Saved data entries:
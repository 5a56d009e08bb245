//! Password hashing and verification using Argon2id
//!
//! Parameters follow the OWASP balanced profile:
//! - Memory: 64 MiB
//! - Iterations: 3
//! - Parallelism: 4 lanes
//! - Hash length: 32 bytes
//!
//! Stored hashes are PHC strings, so verification reads the parameters from
//! the hash itself and keeps working for legacy hashes.

use argon2::{
    password_hash::{rand_core::OsRng, PasswordHash, PasswordHasher, PasswordVerifier, SaltString},
    Algorithm, Argon2, Params, Version,
};
use tracing::{debug, warn};

use warden_core::{Result, WardenError};

const MEMORY_COST_KIB: u32 = 64 * 1024;
const TIME_COST: u32 = 3;
const PARALLELISM: u32 = 4;
const OUTPUT_LEN: usize = 32;

fn create_argon2() -> Result<Argon2<'static>> {
    let params = Params::new(MEMORY_COST_KIB, TIME_COST, PARALLELISM, Some(OUTPUT_LEN))
        .map_err(|e| WardenError::internal_error(format!("Invalid Argon2 parameters: {}", e)))?;
    Ok(Argon2::new(Algorithm::Argon2id, Version::V0x13, params))
}

/// Hash a password into a salted Argon2id PHC string
///
/// CPU-bound; async callers should use `hash_password_async`.
pub fn hash_password(password: &str) -> Result<String> {
    let salt = SaltString::generate(&mut OsRng);
    let hash = create_argon2()?
        .hash_password(password.as_bytes(), &salt)
        .map_err(|e| WardenError::internal_error(format!("Failed to hash password: {}", e)))?;
    Ok(hash.to_string())
}

pub async fn hash_password_async(password: String) -> Result<String> {
    tokio::task::spawn_blocking(move || hash_password(&password))
        .await
        .map_err(|e| WardenError::internal_error(format!("Hashing task failed: {}", e)))?
}

/// Verify a password against a stored hash
///
/// Malformed hashes never verify.
pub fn verify_password(password: &str, hash: &str) -> bool {
    let Ok(stored) = PasswordHash::new(hash) else {
        warn!("Stored password hash is not a PHC string");
        return false;
    };
    let matched = Argon2::default()
        .verify_password(password.as_bytes(), &stored)
        .is_ok();
    if !matched {
        debug!("Password mismatch");
    }
    matched
}

pub async fn verify_password_async(password: String, hash: String) -> bool {
    tokio::task::spawn_blocking(move || verify_password(&password, &hash))
        .await
        .unwrap_or(false)
}

/// Whether a stored hash uses weaker parameters than the current ones
///
/// Local logins re-hash the password on success when this holds.
pub fn needs_rehash(hash: &str) -> bool {
    let Ok(stored) = PasswordHash::new(hash) else {
        return true;
    };
    if stored.algorithm != argon2::ARGON2ID_IDENT {
        return true;
    }

    let param = |key: &str| stored.params.get_decimal(key);
    param("m").is_some_and(|m| m < MEMORY_COST_KIB) || param("t").is_some_and(|t| t < TIME_COST)
}

/// Random password for bootstrap accounts created without one
pub fn generate_password(length: usize) -> String {
    use rand::Rng;
    const CHARSET: &[u8] =
        b"ABCDEFGHIJKLMNOPQRSTUVWXYZabcdefghijklmnopqrstuvwxyz0123456789!@#$%^&*";
    let mut rng = rand::thread_rng();
    (0..length)
        .map(|_| CHARSET[rng.gen_range(0..CHARSET.len())] as char)
        .collect()
}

• AIM OF THE TASK
From the records above, return each line where "debug" occurs.

• REPLY TO THE EXERCISE
use tracing::{debug, warn};
        debug!("Password mismatch");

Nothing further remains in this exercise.